=== Input for this task ===

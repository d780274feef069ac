/// Logical page identifier.
#[derive(Debug, Clone, Copy, PartialEq, Eq, PartialOrd, Ord, Hash, Default)]
pub enum Route {
    #[default]
    Landing,
    Dashboard,
    Saved,
    Digest,
    Settings,
    Proof,
    /// Terminal fallback for any path outside the table.
    NotFound,
}

/// Canonical path for every addressable route. `NotFound` has none.
pub const ROUTE_TABLE: [(Route, &str); 6] = [
    (Route::Landing, "/"),
    (Route::Dashboard, "/dashboard"),
    (Route::Saved, "/saved"),
    (Route::Digest, "/digest"),
    (Route::Settings, "/settings"),
    (Route::Proof, "/proof"),
];

/// Exact-match lookup against [`ROUTE_TABLE`].
pub fn resolve(path: &str) -> Route {
    ROUTE_TABLE
        .iter()
        .find(|(_, candidate)| *candidate == path)
        .map_or(Route::NotFound, |(route, _)| *route)
}

impl Route {
    pub const ALL: [Route; 7] = [
        Route::Landing,
        Route::Dashboard,
        Route::Saved,
        Route::Digest,
        Route::Settings,
        Route::Proof,
        Route::NotFound,
    ];

    /// Routes shown in the top navigation, in display order.
    pub const NAV: [Route; 5] = [
        Route::Dashboard,
        Route::Saved,
        Route::Digest,
        Route::Settings,
        Route::Proof,
    ];

    /// Stable identifier used for `data-route` markers and history state.
    pub fn id(self) -> &'static str {
        match self {
            Route::Landing => "landing",
            Route::Dashboard => "dashboard",
            Route::Saved => "saved",
            Route::Digest => "digest",
            Route::Settings => "settings",
            Route::Proof => "proof",
            Route::NotFound => "not-found",
        }
    }

    pub fn from_id(id: &str) -> Option<Self> {
        Self::ALL.into_iter().find(|route| route.id() == id)
    }

    pub fn path(self) -> Option<&'static str> {
        ROUTE_TABLE
            .iter()
            .find(|(route, _)| *route == self)
            .map(|(_, path)| *path)
    }

    /// Route for a history entry: the recorded state wins over the path.
    pub fn from_history(state: Option<&str>, path: &str) -> Self {
        state
            .and_then(Self::from_id)
            .unwrap_or_else(|| resolve(path))
    }

    pub fn title(self) -> &'static str {
        match self {
            Route::Landing => "Stop Missing The Right Jobs.",
            Route::Dashboard => "Dashboard",
            Route::Saved => "Saved Jobs",
            Route::Digest => "Daily Digest",
            Route::Settings => "Settings",
            Route::Proof => "Proof of Work",
            Route::NotFound => "Page Not Found",
        }
    }

    pub fn subtext(self) -> &'static str {
        match self {
            Route::Landing => "Precision-matched job discovery delivered daily at 9AM.",
            Route::Dashboard => {
                "Browse every tracked role, filter it down, and sort by what matters."
            }
            Route::Saved => "Roles you bookmarked stay here across sessions.",
            Route::Digest => "Your top matches for today, ranked by relevance.",
            Route::Settings => "Tell the tracker what a good match looks like for you.",
            Route::Proof => "What done should eventually mean for this workspace.",
            Route::NotFound => "The page you are looking for does not exist.",
        }
    }

    pub fn nav_label(self) -> &'static str {
        match self {
            Route::Landing => "Home",
            Route::Dashboard => "Dashboard",
            Route::Saved => "Saved",
            Route::Digest => "Digest",
            Route::Settings => "Settings",
            Route::Proof => "Proof",
            Route::NotFound => "Not Found",
        }
    }
}

#[cfg(test)]
mod tests {
    use super::*;

    #[test]
    fn every_table_path_resolves_to_its_route() {
        for (route, path) in ROUTE_TABLE {
            assert_eq!(resolve(path), route);
            assert_eq!(route.path(), Some(path));
        }
    }

    #[test]
    fn unknown_paths_are_not_found() {
        assert_eq!(resolve("/unknown-page"), Route::NotFound);
        assert_eq!(resolve("/dashboard/"), Route::NotFound);
        assert_eq!(resolve(""), Route::NotFound);
        assert_eq!(Route::NotFound.path(), None);
    }

    #[test]
    fn ids_round_trip() {
        for route in Route::ALL {
            assert_eq!(Route::from_id(route.id()), Some(route));
        }
        assert_eq!(Route::from_id("admin"), None);
    }

    #[test]
    fn history_state_takes_precedence() {
        assert_eq!(Route::from_history(Some("saved"), "/digest"), Route::Saved);
        assert_eq!(Route::from_history(Some("bogus"), "/digest"), Route::Digest);
        assert_eq!(Route::from_history(None, "/nope"), Route::NotFound);
    }
}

===

## Work to be completed:
All lines with the word "const" are needed; pull them from the entries and copy each.

## Result of this exercise:
pub const ROUTE_TABLE: [(Route, &str); 6] = [
    pub const ALL: [Route; 7] = [
    pub const NAV: [Route; 5] = [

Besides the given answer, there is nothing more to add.